産業用安全通信プロトコルであるCIP-SafetyとFSoEの違いを解説します。
この記事で分かること
- CIP SafetyとFSoEの概要が分かる
- CIP SafetyとFSoEの違いと特徴が分かる
CIP SafetyとFSoEの存在は知っているけど違いが良く分からない。。
どちらもラインと装置の安全制御に使用されるオープンなネットワークなんだ!
簡単に違いを教えてちょうだい!
概要
CIP SafetyとFSoEはラインと装置の安全制御に使用されるオープンネットワークのプロトコルです。自動車などの大規模ラインにはCIP Safety、装置レベルではFSoEが安全制御を実現するために使用されます。
特徴とデメリット
CIP Safety(Common Industrial Protocol Safety)
CIPとはCommon Industrial Protocolの略で、異なるネットワークで共通のプロトコルを使用できるように設計されています。物理メディアやデータリンク層に依存しないように設計されているため、将来のネットワークの拡張にも対応可能できます。CIPは物理的なメディアに依存せず標準データのルーティングが可能です。
CIP Safetyは標準CIPプロトコルを拡張して、アプリケーションおよびトランスポート層、ユーザ層にソフトウェア上で実装され、安全ネットワークとして認証されています。標準のCIPサービスやデータリンク層には依存していないため、標準のCIPサービスを利用しての安全メッセージのルーティングが可能です。
特徴
CIP Safetyの特徴は以下の通りです。
- 拡張性が高い:CIP Safetyは他のCIPプロトコルと互換性を持っており、既存のEtherNet/IPと同じネットワーク上で通信することができます。

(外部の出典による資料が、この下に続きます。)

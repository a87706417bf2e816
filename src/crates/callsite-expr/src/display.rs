// src/crates/callsite-expr/src/display.rs
//
// Source-like rendering of expressions.
//
// Static calls render without their declaring type (`Name(a, b)`), unlike
// static field and property accesses (`Type.Name`). Extension-shaped methods
// render their first argument as the receiver.

use crate::ast::{Expr, ExprKind, Literal};
use crate::validate::CallNode;
use callsite_sema::CompilationDb;

/// Render an expression.
pub fn display(db: &CompilationDb, expr: &Expr) -> String {
    let mut out = String::new();
    write_expr(db, expr, &mut out);
    out
}

impl CallNode {
    pub fn display(&self, db: &CompilationDb) -> String {
        let mut out = String::new();
        write_call(db, self, &mut out);
        out
    }
}

fn write_expr(db: &CompilationDb, expr: &Expr, out: &mut String) {
    match &expr.kind {
        ExprKind::Parameter(param) => out.push_str(&param.display_name()),
        ExprKind::Constant(literal) => match literal {
            Literal::Value(value) => out.push_str(&value.to_string()),
            Literal::Null => out.push_str("null"),
            Literal::Default => {
                out.push_str("default(");
                out.push_str(&db.display_type(expr.ty));
                out.push(')');
            }
            Literal::New => {
                out.push_str("new ");
                out.push_str(&db.display_type(expr.ty));
                out.push_str("()");
            }
        },
        ExprKind::Field {
            owner,
            field,
            declaring,
        } => {
            match owner {
                Some(owner) => write_expr(db, owner, out),
                None => out.push_str(&db.display_type(*declaring)),
            }
            out.push('.');
            out.push_str(&db.field(*field).name);
        }
        ExprKind::Property {
            owner,
            property,
            args,
            ..
        } => {
            let def = db.property(*property);
            match owner {
                Some(owner) => write_expr(db, owner, out),
                None => out.push_str(&db.display_type(def.defining_type)),
            }
            if def.is_indexer() {
                write_list(db, args, '[', ']', out);
            } else {
                out.push('.');
                out.push_str(&def.name);
            }
        }
        ExprKind::ArrayIndex { array, indices, .. } => {
            write_expr(db, array, out);
            write_list(db, indices, '[', ']', out);
        }
        ExprKind::Unbox(operand) => {
            out.push_str("Unbox(");
            write_expr(db, operand, out);
            out.push(')');
        }
        ExprKind::Call(call) => write_call(db, call, out),
        ExprKind::Block(exprs) => {
            out.push_str("{ ");
            for (i, e) in exprs.iter().enumerate() {
                if i > 0 {
                    out.push_str("; ");
                }
                write_expr(db, e, out);
            }
            out.push_str(" }");
        }
    }
}

fn write_call(db: &CompilationDb, call: &CallNode, out: &mut String) {
    let def = db.method(call.method());
    let args = call.args();
    let rest = match (call.receiver(), args.split_first()) {
        (Some(receiver), _) => {
            write_expr(db, receiver, out);
            out.push('.');
            args
        }
        (None, Some((first, rest))) if def.is_extension => {
            write_expr(db, first, out);
            out.push('.');
            rest
        }
        (None, _) => args,
    };
    out.push_str(&def.name);
    write_list(db, rest, '(', ')', out);
}

fn write_list(db: &CompilationDb, exprs: &[Expr], open: char, close: char, out: &mut String) {
    out.push(open);
    for (i, e) in exprs.iter().enumerate() {
        if i > 0 {
            out.push_str(", ");
        }
        write_expr(db, e, out);
    }
    out.push(close);
}
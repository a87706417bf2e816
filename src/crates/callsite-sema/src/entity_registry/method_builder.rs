//! Builder for method registration to reduce argument boilerplate.

use crate::entity_defs::{MethodDef, ParamDef, ParamMode};
use crate::generic::TypeParamInfo;
use crate::type_arena::{TypeArena, TypeId};
use callsite_identity::{MethodId, TypeDefId};

use super::EntityRegistry;

/// Builder for registering methods on types.
///
/// Provides a fluent API for method registration with sensible defaults:
/// - `is_static`: false
/// - `is_public`: true
/// - `is_extension`: false
/// - `type_params`: empty
///
/// # Example
/// ```ignore
/// let foo = MethodDefBuilder::new(mutable, "Foo", TypeId::I32)
///     .register(&mut registry, &mut arena);
/// let by_ref = MethodDefBuilder::new(methods, "ByRef", TypeId::VOID)
///     .is_static(true)
///     .ref_param("x", TypeId::I32)
///     .register(&mut registry, &mut arena);
/// ```
pub struct MethodDefBuilder {
    defining_type: TypeDefId,
    name: String,
    return_type: TypeId,
    params: Vec<(String, TypeId, ParamMode)>,
    type_params: Vec<TypeParamInfo>,
    is_static: bool,
    is_public: bool,
    is_extension: bool,
}

impl MethodDefBuilder {
    /// Create a new method builder with required fields.
    pub fn new(defining_type: TypeDefId, name: &str, return_type: TypeId) -> Self {
        Self {
            defining_type,
            name: name.to_string(),
            return_type,
            params: Vec::new(),
            type_params: Vec::new(),
            is_static: false,
            is_public: true,
            is_extension: false,
        }
    }

    /// Set whether this is a static method (called on type, not instance).
    pub fn is_static(mut self, is_static: bool) -> Self {
        self.is_static = is_static;
        self
    }

    pub fn is_public(mut self, is_public: bool) -> Self {
        self.is_public = is_public;
        self
    }

    /// Mark as extension-shaped: static, first parameter renders as the receiver.
    pub fn extension(mut self) -> Self {
        self.is_extension = true;
        self.is_static = true;
        self
    }

    /// Append a by-value parameter.
    pub fn param(mut self, name: &str, ty: TypeId) -> Self {
        self.params.push((name.to_string(), ty, ParamMode::Value));
        self
    }

    /// Append a `ref` parameter of element type `ty`.
    pub fn ref_param(mut self, name: &str, ty: TypeId) -> Self {
        self.params.push((name.to_string(), ty, ParamMode::Ref));
        self
    }

    /// Append an `out` parameter of element type `ty`.
    pub fn out_param(mut self, name: &str, ty: TypeId) -> Self {
        self.params.push((name.to_string(), ty, ParamMode::Out));
        self
    }

    /// Add a method-level type parameter (allocate it with
    /// `EntityRegistry::fresh_type_param` first so signatures can mention it).
    pub fn type_param(mut self, info: TypeParamInfo) -> Self {
        self.type_params.push(info);
        self
    }

    /// Register the method on the EntityRegistry.
    pub fn register(self, registry: &mut EntityRegistry, arena: &mut TypeArena) -> MethodId {
        let id = MethodId::new(registry.method_defs.len() as u32);
        let declaring_type = registry.get_type(self.defining_type).self_type;
        let params = self
            .params
            .into_iter()
            .map(|(name, ty, mode)| ParamDef {
                name,
                ty: if mode.is_by_ref() { arena.by_ref(ty) } else { ty },
                mode,
            })
            .collect();
        for info in &self.type_params {
            registry.set_type_param_constraints(info);
        }

        registry.method_defs.push(MethodDef {
            id,
            name: self.name,
            defining_type: self.defining_type,
            declaring_type,
            is_static: self.is_static,
            is_public: self.is_public,
            is_extension: self.is_extension,
            params,
            type_params: self.type_params,
            return_type: self.return_type,
            generic_origin: None,
            body: id,
        });
        registry.get_type_mut(self.defining_type).methods.push(id);
        id
    }
}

上記特徴に加えて伝送距離も汎用のEthernetと同様に100mでありますが、スイッチングハブを使う方法や、その他さまざまな伝送距離拡張のための対応方法が容易されており、実質的に伝送距離には制限がありません。これらのことからCIP Safety(EtherNet/IP)は大きなシステムにも対応可能なため、自動車の大規模ラインの装置間の安全通信に選ばれます。
そういえば、EtherNet/IP対応しているPLCやロボットはCIP-Safetyも対応していると思って良いのかな?
EtherNet/IP=CIP Safetyと勘違いしている人も多いけど、EtherNet/IPに対応しているからCIP Safetyも対応しているとは限らないよ!
あと、PLCでEthernetポートを複数用意している場合、いずれか1ポートがCIP Safety対応というパターンもあるからメーカに確認が必要だね!
デメリット
CIP Safetyのデメリットは以下のとおりです。
- 通信遅延:CIP Safety通信はEtherNet/IP通信などの他のイーサネットベースの通信と共存するため、ネットワーク負荷が増加すると、CIP Safetyの通信に遅延が生じる可能性があります。そのため、適切なネットワーク設計と機器やデータによって通信の優先度を設定する必要があります。
FSoE(Fail Safe over EtherCAT)
FSoEは、EtherCATネットワーク上で動作する安全通信プロトコルです。FSoEは、PLCとサーボドライバやセンサなどのセーフティ関連のデバイスとの間で高速な通信を実現します。
特徴
FSoEの特徴は以下のとおりです。
- 高速通信:FSoEはシンプルで無駄がないフレーム構造でネットワーク帯域を高効率に使用しています。また、リクエスト/レスポンス方式の通信ではなく、スレーブがフレーム内のデータを直接読み書きしているため、高速な通信を実現できています。
- ネットワークの冗長化が可能:数珠つなぎの接続で接続線が1つでも断線が発生すると、データの流れはそこで止まってしまいます。しかし、リング型の接続にすることで断線が発生しても、もう一方の通信経路で通信を継続することができます。
- 通信設定がシンプル:FSoEの通信設定は3ステップです。ESI(EtherCAT Slave Infomation)ファイルの読み込み→構成設定→パラメータ設定とFSoEの通信設定は比較的簡単にできます。
デメリット
- 拡張性が低い:EtherNet/IPは他の通信プロトコルとの共存ができるのに対して、EtherCATベースのFSoE通信は、特定のデバイスのポートで動作します。そのため、他プロトコルとの共存が一般的にできないです。
まとめ
自動車の組み立てラインなどの通信するデータの量が多い大規模な装置間通信を行う場合は、拡張性が高く、装置間安全制御に最適なCIP Safetyがオススメです。一方で、小規模、中規模のラインや装置のマイコンとPLC、またはPLCとサーボドライバ・センサ間の通信を行う場合は、高速かつ冗長化に対応したFSoE通信がオススメです。